EBITDA is a measure of revenue performance that includes operating costs but excludes several other parts of a business's finances. In some cases, it can be used instead of a company's net earnings.

If a business is getting a loan or trying to attract investors, EBITDA can be helpful. It gives lenders and investors a view of how a business performs and earns a profit that is different than metrics like operating income, net income, or cash flow.

EBITDA can look like a very strong number. It is not, though, a measure of a company’s free cash flow.

The EBITDA formula became popular in the 1980s. This was when a group of leverage buyout bankers promoted it as a useful way to measure a company's value.

Key Takeaways

  • EBITDA stands for earnings before interest, taxes, depreciation, and amortization. 
  • EBITDA gives lenders and investors a different view of how a business performs and generates a profit than operating income, net income, or cash flow.
  • While EBITDA can provide an overview of business growth, it doesn't give the whole picture. 
  • EBITDA is best used along with other business metrics like net present value and return on investment.


EBITDA is a way of showing the operations, profitability, and performance of a business. It leaves out any numbers or costs that are not directly tied to these metrics.

Understanding each part of EBITDA will show why each part is left out and what the final result looks like.


Earnings are the net profit or net income. When net profit is calculated, though, certain values are taken out.

The EBITDA calculation adds the values back in. This is what the "before" part refers to.


Because these factors are added back in, the EBITDA total will be higher than net profit. 


Interest is left out because it deals with how the company’s debt is structured. Debt structure can show whether the company has made sound financial choices or is a risky investment. It doesn't help, though, to show how well the company performs.


Money that a business pays in taxes is profit it does not get to keep. All federal, state, and local taxes are removed when measuring net profit.

Taxes are set by where you are, though. They do not show anything about the profitability or viability of a business.


Depreciation matters more for some types of businesses than others.

For example, one with a large fleet of trucks will, at some point, have to sell and replace those trucks. Depreciation, in that case, is a major cost. A company with intellectual assets, though, only needs to keep its licenses and patents up to date.

As a result, depreciation doesn't show how well a company performs.

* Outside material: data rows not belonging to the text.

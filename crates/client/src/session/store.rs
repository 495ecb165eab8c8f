//! Session store implementation.

use std::sync::Arc;

use tokio::sync::{broadcast, watch};
use tracing::{debug, info, warn};

use crate::error::{clear_sentry_user, set_sentry_user};
use crate::models::{AuthResponse, PersistedSession, Session, User, keys};

use super::{BearerToken, SessionError, SessionEvent, SessionStorage};

/// Capacity of the session event channel. Slow receivers skip old events.
const EVENT_CAPACITY: usize = 16;

/// Single source of truth for the current session.
///
/// Cheaply cloneable via `Arc`; every clone observes the same state.
#[derive(Clone)]
pub struct SessionStore {
    inner: Arc<SessionStoreInner>,
}

struct SessionStoreInner {
    storage: Box<dyn SessionStorage>,
    state: watch::Sender<Option<Session>>,
    events: broadcast::Sender<SessionEvent>,
}

impl std::fmt::Debug for SessionStore {
    fn fmt(&self, f: &mut std::fmt::Formatter<'_>) -> std::fmt::Result {
        f.debug_struct("SessionStore")
            .field("authenticated", &self.inner.state.borrow().is_some())
            .finish_non_exhaustive()
    }
}

impl SessionStore {
    /// Create a store, rehydrating any valid session from `storage`.
    #[must_use]
    pub fn new(storage: impl SessionStorage + 'static) -> Self {
        let restored = restore(&storage);
        let (state, _) = watch::channel(restored);
        let (events, _) = broadcast::channel(EVENT_CAPACITY);

        Self {
            inner: Arc::new(SessionStoreInner {
                storage: Box::new(storage),
                state,
                events,
            }),
        }
    }

    /// The active session, if any.
    ///
    /// A session whose token has expired since the last read is cleared here
    /// and reported as absent.
    #[must_use]
    pub fn current(&self) -> Option<Session> {
        let session = self.inner.state.borrow().clone()?;
        if session.token.is_expired() {
            info!("Session token expired");
            self.expire();
            return None;
        }
        Some(session)
    }

    /// Returns true if a non-expired session is active.
    #[must_use]
    pub fn is_authenticated(&self) -> bool {
        self.current().is_some()
    }

    /// The logged-in user, if any.
    #[must_use]
    pub fn user(&self) -> Option<User> {
        self.current().map(|session| session.user)
    }

    /// The active session, or a login-required signal.
    ///
    /// # Errors
    ///
    /// Returns `SessionError::AuthRequired` (after emitting
    /// [`SessionEvent::LoginRequired`]) when no valid session exists.
    pub fn require_active(&self) -> Result<Session, SessionError> {
        self.current().ok_or_else(|| {
            debug!("Operation requires login");
            self.emit(SessionEvent::LoginRequired);
            SessionError::AuthRequired
        })
    }

    /// Start a session from an authentication response and persist it.
    ///
    /// # Errors
    ///
    /// Returns an error if the access token is already expired or the
    /// session record cannot be persisted. In-memory state is unchanged on
    /// error.
    pub fn login(&self, response: AuthResponse) -> Result<Session, SessionError> {
        let session = Session {
            user: response.user,
            token: BearerToken::new(response.access),
        };

        if session.token.is_expired() {
            warn!("Authentication response carried an expired token");
            return Err(SessionError::ExpiredToken);
        }

        let record = serde_json::to_string(&session.to_persisted())?;
        self.inner.storage.set(keys::SESSION, &record)?;
        self.inner.state.send_replace(Some(session.clone()));

        set_sentry_user(&session.user);
        info!(user = %session.user.label(), "Logged in");
        self.emit(SessionEvent::LoggedIn);

        Ok(session)
    }

    /// Clear the session and remove the persisted record.
    ///
    /// Always takes local effect, even if the record cannot be removed.
    pub fn logout(&self) {
        if self.clear() {
            info!("Logged out");
            self.emit(SessionEvent::LoggedOut);
        }
    }

    /// Clear the session because its credential is no longer valid.
    pub fn expire(&self) {
        if self.clear() {
            info!("Session expired");
            self.emit(SessionEvent::Expired);
        }
    }

    /// Clear the session after the API rejected its credential.
    ///
    /// Always emits [`SessionEvent::LoginRequired`].
    pub fn handle_unauthorized(&self) {
        if self.clear() {
            warn!("API rejected the session credential");
        }
        self.emit(SessionEvent::LoginRequired);
    }

    /// Watch the session state. The value is `None` while logged out.
    #[must_use]
    pub fn subscribe(&self) -> watch::Receiver<Option<Session>> {
        self.inner.state.subscribe()
    }

    /// Receive session events (login, logout, expiry, login-required).
    #[must_use]
    pub fn events(&self) -> broadcast::Receiver<SessionEvent> {
        self.inner.events.subscribe()
    }

    /// Clear state and storage. Returns true if a session was present.
    fn clear(&self) -> bool {
        let previous = self.inner.state.send_replace(None);

        if let Err(e) = self.inner.storage.remove(keys::SESSION) {
            warn!(error = %e, "Failed to remove persisted session");
        }

        if previous.is_some() {
            clear_sentry_user();
        }
        previous.is_some()
    }

    fn emit(&self, event: SessionEvent) {
        // No receivers is fine: nothing is listening for navigation signals.
        let _ = self.inner.events.send(event);
    }
}

/// Load the persisted session, discarding anything unusable.
fn restore(storage: &dyn SessionStorage) -> Option<Session> {
    let raw = match storage.get(keys::SESSION) {
        Ok(Some(raw)) => raw,
        Ok(None) => return None,
        Err(e) => {
            warn!(error = %e, "Failed to read persisted session");
            return None;
        }
    };

    let record: PersistedSession = match serde_json::from_str(&raw) {
        Ok(record) => record,
        Err(e) => {
            warn!(error = %e, "Discarding malformed persisted session");
            discard(storage);
            return None;
        }
    };

    let session = Session::from(record);
    if session.token.is_expired() {
        info!("Persisted session token expired");
        discard(storage);
        return None;
    }

    debug!(user = %session.user.label(), "Restored persisted session");
    Some(session)
}

fn discard(storage: &dyn SessionStorage) {
    if let Err(e) = storage.remove(keys::SESSION) {
        warn!(error = %e, "Failed to remove persisted session");
    }
}

#[cfg(test)]
#[allow(clippy::unwrap_used)]
mod tests {
    use std::sync::Arc;

    use base64::Engine;
    use base64::engine::general_purpose::URL_SAFE_NO_PAD;

    use super::*;
    use crate::session::MemoryStorage;

    fn token_expiring_in(seconds: i64) -> String {
        let exp = chrono::Utc::now().timestamp() + seconds;
        format!(
            "{}.{}.sig",
            URL_SAFE_NO_PAD.encode(r#"{"alg":"HS256"}"#),
            URL_SAFE_NO_PAD.encode(format!(r#"{{"exp":{exp}}}"#))
        )
    }

    fn auth_response(token: String) -> AuthResponse {
        serde_json::from_value(serde_json::json!({
            "user": {"id": 1, "email": "amina@example.com", "first_name": "Amina"},
            "access": token
        }))
        .unwrap()
    }

    #[test]
    fn test_login_persists_record() {
        let storage = Arc::new(MemoryStorage::new());
        let store = SessionStore::new(Arc::clone(&storage));

        store.login(auth_response(token_expiring_in(3600))).unwrap();

        assert!(store.is_authenticated());
        let raw = storage.get(keys::SESSION).unwrap().unwrap();
        let json: serde_json::Value = serde_json::from_str(&raw).unwrap();
        assert_eq!(json["user"]["email"], "amina@example.com");
        assert!(json["token"].is_string());
    }

    #[test]
    fn test_login_rejects_expired_token() {
        let storage = Arc::new(MemoryStorage::new());
        let store = SessionStore::new(Arc::clone(&storage));

        let result = store.login(auth_response(token_expiring_in(-10)));
        assert!(matches!(result, Err(SessionError::ExpiredToken)));
        assert!(!store.is_authenticated());
        assert_eq!(storage.get(keys::SESSION).unwrap(), None);
    }

    #[test]
    fn test_logout_removes_record() {
        let storage = Arc::new(MemoryStorage::new());
        let store = SessionStore::new(Arc::clone(&storage));
        store.login(auth_response(token_expiring_in(3600))).unwrap();

        let mut events = store.events();
        store.logout();

        assert!(!store.is_authenticated());
        assert_eq!(storage.get(keys::SESSION).unwrap(), None);
        assert_eq!(events.try_recv().unwrap(), SessionEvent::LoggedOut);
    }

    #[test]
    fn test_restore_valid_session() {
        let record = serde_json::json!({
            "user": {"id": 2, "first_name": "Karim"},
            "token": token_expiring_in(600)
        });
        let storage = MemoryStorage::with_entry(keys::SESSION, &record.to_string());
        let store = SessionStore::new(storage);

        let user = store.user().unwrap();
        assert_eq!(user.first_name.as_deref(), Some("Karim"));
    }

    #[test]
    fn test_restore_discards_expired_session() {
        let record = serde_json::json!({
            "user": {"id": 2},
            "token": token_expiring_in(-600)
        });
        let storage = Arc::new(MemoryStorage::with_entry(keys::SESSION, &record.to_string()));
        let store = SessionStore::new(Arc::clone(&storage));

        assert!(!store.is_authenticated());
        assert_eq!(storage.get(keys::SESSION).unwrap(), None);
    }

    #[test]
    fn test_restore_discards_malformed_record() {
        let storage = Arc::new(MemoryStorage::with_entry(keys::SESSION, "{not json"));
        let store = SessionStore::new(Arc::clone(&storage));

        assert!(!store.is_authenticated());
        assert_eq!(storage.get(keys::SESSION).unwrap(), None);
    }

    #[test]
    fn test_require_active_emits_login_required() {
        let store = SessionStore::new(MemoryStorage::new());
        let mut events = store.events();

        assert!(matches!(
            store.require_active(),
            Err(SessionError::AuthRequired)
        ));
        assert_eq!(events.try_recv().unwrap(), SessionEvent::LoginRequired);
    }

    #[test]
    fn test_handle_unauthorized_clears_session() {
        let storage = Arc::new(MemoryStorage::new());
        let store = SessionStore::new(Arc::clone(&storage));
        store.login(auth_response(token_expiring_in(3600))).unwrap();
        let mut events = store.events();

        store.handle_unauthorized();

        assert!(!store.is_authenticated());
        assert_eq!(storage.get(keys::SESSION).unwrap(), None);
        assert_eq!(events.try_recv().unwrap(), SessionEvent::LoginRequired);
    }

    #[test]
    fn test_subscribers_observe_changes() {
        let store = SessionStore::new(MemoryStorage::new());
        let receiver = store.subscribe();
        assert!(receiver.borrow().is_none());

        store.login(auth_response(token_expiring_in(3600))).unwrap();
        assert!(receiver.borrow().is_some());

        store.logout();
        assert!(receiver.borrow().is_none());
    }
}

Amortization refers to the process by which a company pays off its debt. It can also mean the way an asset is written off over several years.

In either case, it doesn't reflect on how a company performs or makes a profit. It is added back in for EBITDA rather than left out as it would be for net income.

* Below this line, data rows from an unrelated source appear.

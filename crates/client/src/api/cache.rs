//! Cache types for catalog responses.

use gb_green_guide_core::ProductId;

use crate::models::{Place, Product};

/// Cache key for catalog reads.
#[derive(Debug, Clone, Copy, Hash, PartialEq, Eq)]
pub enum CacheKey {
    Product(ProductId),
    Products,
    Places,
}

/// Cached value types.
#[derive(Debug, Clone)]
pub enum CacheValue {
    Product(Box<Product>),
    Products(Vec<Product>),
    Places(Vec<Place>),
}
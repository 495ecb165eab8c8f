//! Core types for GB Green Guide.
//!
//! This module provides type-safe wrappers for common domain concepts.

pub mod email;
pub mod id;
pub mod money;
pub mod status;

pub use email::{Email, EmailError};
pub use id::*;
pub use money::{format_price, Money};
pub use status::*;
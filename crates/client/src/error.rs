//! Unified error handling with Sentry integration.
//!
//! Each layer has its own error enum; [`ClientError`] wraps them all for
//! callers that drive several layers (the CLI). Server-class failures are
//! captured to Sentry by [`ClientError::report`] before being shown.

use thiserror::Error;

use crate::api::ApiError;
use crate::auth::AuthError;
use crate::cart::CartError;
use crate::catalog::CatalogError;
use crate::checkout::CheckoutError;
use crate::config::ConfigError;
use crate::models::User;
use crate::session::SessionError;

/// Application-level error type for the client.
#[derive(Debug, Error)]
pub enum ClientError {
    /// Configuration could not be loaded.
    #[error("Configuration error: {0}")]
    Config(#[from] ConfigError),

    /// Session state could not be read or written.
    #[error("Session error: {0}")]
    Session(#[from] SessionError),

    /// REST API call failed.
    #[error("API error: {0}")]
    Api(#[from] ApiError),

    /// Authentication flow failed.
    #[error("Auth error: {0}")]
    Auth(#[from] AuthError),

    /// Cart operation failed.
    #[error("Cart error: {0}")]
    Cart(#[from] CartError),

    /// Checkout failed.
    #[error("Checkout error: {0}")]
    Checkout(#[from] CheckoutError),

    /// Catalog or review operation failed.
    #[error("Catalog error: {0}")]
    Catalog(#[from] CatalogError),

    /// Bad input from the user.
    #[error("Invalid input: {0}")]
    InvalidInput(String),
}

impl ClientError {
    /// Message suitable for showing to an end user.
    #[must_use]
    pub fn user_message(&self) -> String {
        match self {
            Self::Config(err) => err.to_string(),
            Self::Session(SessionError::AuthRequired | SessionError::ExpiredToken) => {
                "Please log in to continue.".to_string()
            }
            Self::Session(_) => "Could not access the saved session.".to_string(),
            Self::Api(err) => err.user_message(),
            Self::Auth(err) => err.user_message(),
            Self::Cart(err) => err.user_message(),
            Self::Checkout(err) => err.user_message(),
            Self::Catalog(err) => err.user_message(),
            Self::InvalidInput(message) => message.clone(),
        }
    }

    /// Returns true for failures worth an error-tracking event.
    #[must_use]
    pub fn is_server_error(&self) -> bool {
        let api = match self {
            Self::Api(err)
            | Self::Auth(AuthError::Api(err))
            | Self::Cart(CartError::Api(err))
            | Self::Checkout(CheckoutError::Api(err))
            | Self::Catalog(CatalogError::Api(err)) => err,
            Self::Session(SessionError::Storage(_) | SessionError::Serialize(_)) => return true,
            _ => return false,
        };
        match api {
            ApiError::Parse(_) => true,
            ApiError::Status { status, .. } => *status >= 500,
            _ => false,
        }
    }

    /// Capture server-class errors to Sentry and log them.
    pub fn report(&self) {
        if self.is_server_error() {
            let event_id = sentry::capture_error(self);
            tracing::error!(
                error = %self,
                sentry_event_id = %event_id,
                "Client error"
            );
        } else {
            tracing::debug!(error = %self, "Client error");
        }
    }
}

/// Result type alias for `ClientError`.
pub type Result<T> = std::result::Result<T, ClientError>;

/// Set the Sentry user context from a user record.
///
/// Call this after successful authentication to associate errors with users.
pub fn set_sentry_user(user: &User) {
    sentry::configure_scope(|scope| {
        scope.set_user(Some(sentry::User {
            id: user.id.map(|id| id.to_string()),
            email: user.email.clone(),
            username: user.username.clone(),
            ..Default::default()
        }));
    });
}

/// Clear the Sentry user context.
///
/// Call this on logout to stop associating errors with the user.
pub fn clear_sentry_user() {
    sentry::configure_scope(|scope| {
        scope.set_user(None);
    });
}

/// Add a breadcrumb for user actions.
///
/// Breadcrumbs appear in Sentry error reports to show the trail of user actions
/// leading up to an error.
///
/// # Example
///
/// ```rust,ignore
/// add_breadcrumb("cart", "Added to cart", Some(&[("product_id", "12")]));
/// ```
pub fn add_breadcrumb(category: &str, message: &str, data: Option<&[(&str, &str)]>) {
    let mut breadcrumb = sentry::Breadcrumb {
        category: Some(category.to_string()),
        message: Some(message.to_string()),
        level: sentry::Level::Info,
        ..Default::default()
    };

    if let Some(pairs) = data {
        for (key, value) in pairs {
            breadcrumb.data.insert(
                (*key).to_string(),
                serde_json::Value::String((*value).to_string()),
            );
        }
    }

    sentry::add_breadcrumb(breadcrumb);
}

#[cfg(test)]
mod tests {
    use super::*;

    #[test]
    fn test_client_error_display() {
        let err = ClientError::InvalidInput("quantity must be a number".to_string());
        assert_eq!(err.to_string(), "Invalid input: quantity must be a number");
        assert_eq!(err.user_message(), "quantity must be a number");
    }

    #[test]
    fn test_server_error_classification() {
        let server = ClientError::Api(ApiError::Status {
            status: 503,
            message: "down".to_string(),
        });
        assert!(server.is_server_error());

        let rejected = ClientError::Cart(CartError::Api(ApiError::Status {
            status: 400,
            message: "Out of stock".to_string(),
        }));
        assert!(!rejected.is_server_error());
        assert_eq!(rejected.user_message(), "Out of stock");

        assert!(!ClientError::Cart(CartError::Busy).is_server_error());
    }

    #[test]
    fn test_auth_required_message() {
        let err = ClientError::from(SessionError::AuthRequired);
        assert_eq!(err.user_message(), "Please log in to continue.");
    }
}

How Is EBITDA Used by Businesses?

High EBITDA data can show investors that a business is doing well. It doesn't show the full picture, though.

Companies do have to pay interest and taxes and must also account for depreciation and amortization. A full picture of a company's finances should include those things. As a result, EBITDA is not a true measure of how profitable a business is. In some cases, it can be used to hide poor choices. A company could use it to avoid showing things like high-interest loans or aging equipment that will be costly to replace.

Pros and Cons of Using EBITDA

  • Reduced risk of some factors

  • Shows the value in a company’s cash flow

  • Provides a big picture of business growth

  • No transfer of debt

  • Can be misleading

  • May not allow companies to secure loans

  • Fails to account for a variety of costs

  • Conceals financial burdens

Pros of Using EBITDA Explained

  • In some ways, EBITDA is much like the price-to-earnings Ratio (PE ratio). The good thing about EBITDA is that, unlike the PE ratio, it is neutral to capital structure. It lowers the risk of factors that are affected by capital investment and other financing variables.
  • EBITDA shows how well ongoing operations create cash flow. It also shows what the value of that cash flow is.
  • It can show whether the company is of interest as a leveraged buyout choice for potential investors. EBITDA can provide a big picture of growth. This can show how well the business model is working.
  • When a company is purchased, debt is not transferred to the buyer. As a result, a buyer won't care how the business is financed at the moment of the sale. Buyers may be more interested in things like customers and cash flow than in the age of assets or interest on current debts.

Cons of Using EBITDA Explained

  • EBITDA ignores the cost of debt by adding taxes and interest back to earnings. It can be used to mask bad choices and financial shortcomings.
  • Using EBITDA may not allow you to get a loan for your business. Loans are calculated on a company’s actual financial performance.
  • Copyrights and patents expire over time. Machines, tools, and other assets lose their value and use. EBITDA fails to account for or admit to these costs.
  • EBITDA ignores or hides high-interest financial burdens.

Other Metrics to Use Alongside EBITDA

EBITDA can be used as a part of a company’s evaluation. To build a complete financial picture, though, though, you need more data.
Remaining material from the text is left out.